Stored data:
========================
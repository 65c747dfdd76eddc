//! CPU condition codes
//!
//! Four booleans derived from the most recent flag-updating operation.
//! Logical, shift, compare-test and data-movement results touch Z and N only;
//! additive arithmetic updates all four.

use crate::Word;
use serde::{Deserialize, Serialize};

const SIGN_BIT: Word = 0x8000_0000;

/// Z/N/C/V condition codes.
#[derive(Debug, Default, Clone, Copy, PartialEq, Eq, Serialize, Deserialize)]
pub struct Flags {
    /// Result was zero
    pub zero: bool,
    /// Result was negative as a signed 32-bit value
    pub negative: bool,
    /// Unsigned carry out (ADD) or borrow (SUB/CMP)
    pub carry: bool,
    /// Signed overflow
    pub overflow: bool,
}

impl Flags {
    /// Reset all four flags.
    pub fn clear(&mut self) {
        *self = Flags::default();
    }

    /// Update Z and N from a result; C and V are left untouched.
    pub fn update(&mut self, result: Word) {
        self.zero = result == 0;
        self.negative = (result as i32) < 0;
    }

    /// Full flag update for `result = a + b`.
    ///
    /// C is set when the unsigned 32-bit sum overflowed; V when the signed
    /// interpretation overflowed.
    pub fn update_add(&mut self, a: Word, b: Word, result: Word) {
        self.update(result);
        self.carry = (a as u64) + (b as u64) > u32::MAX as u64;
        self.overflow = (a ^ result) & (b ^ result) & SIGN_BIT != 0;
    }

    /// Full flag update for `result = a - b`.
    ///
    /// C is set when a borrow occurred, i.e. `a < b` unsigned.
    pub fn update_sub(&mut self, a: Word, b: Word, result: Word) {
        self.update(result);
        self.carry = a < b;
        self.overflow = (a ^ b) & (a ^ result) & SIGN_BIT != 0;
    }

    /// Set C to the last bit shifted out of a shift operation.
    pub fn set_shift_carry(&mut self, bit: bool) {
        self.carry = bit;
    }
}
========================
**WHAT TO PRODUCE:** For this exercise, all the data must be repeated exactly.

**THE COMPLETED TASK:**
repository 65c747dfdd76eddc
//! CPU condition codes
//!
//! Four booleans derived from the most recent flag-updating operation.
//! Logical, shift, compare-test and data-movement results touch Z and N only;
//! additive arithmetic updates all four.

use crate::Word;
use serde::{Deserialize, Serialize};

const SIGN_BIT: Word = 0x8000_0000;

/// Z/N/C/V condition codes.
#[derive(Debug, Default, Clone, Copy, PartialEq, Eq, Serialize, Deserialize)]
pub struct Flags {
    /// Result was zero
    pub zero: bool,
    /// Result was negative as a signed 32-bit value
    pub negative: bool,
    /// Unsigned carry out (ADD) or borrow (SUB/CMP)
    pub carry: bool,
    /// Signed overflow
    pub overflow: bool,
}

impl Flags {
    /// Reset all four flags.
    pub fn clear(&mut self) {
        *self = Flags::default();
    }

    /// Update Z and N from a result; C and V are left untouched.
    pub fn update(&mut self, result: Word) {
        self.zero = result == 0;
        self.negative = (result as i32) < 0;
    }

    /// Full flag update for `result = a + b`.
    ///
    /// C is set when the unsigned 32-bit sum overflowed; V when the signed
    /// interpretation overflowed.
    pub fn update_add(&mut self, a: Word, b: Word, result: Word) {
        self.update(result);
        self.carry = (a as u64) + (b as u64) > u32::MAX as u64;
        self.overflow = (a ^ result) & (b ^ result) & SIGN_BIT != 0;
    }

    /// Full flag update for `result = a - b`.
    ///
    /// C is set when a borrow occurred, i.e. `a < b` unsigned.
    pub fn update_sub(&mut self, a: Word, b: Word, result: Word) {
        self.update(result);
        self.carry = a < b;
        self.overflow = (a ^ b) & (a ^ result) & SIGN_BIT != 0;
    }

    /// Set C to the last bit shifted out of a shift operation.
    pub fn set_shift_carry(&mut self, bit: bool) {
        self.carry = bit;
    }
}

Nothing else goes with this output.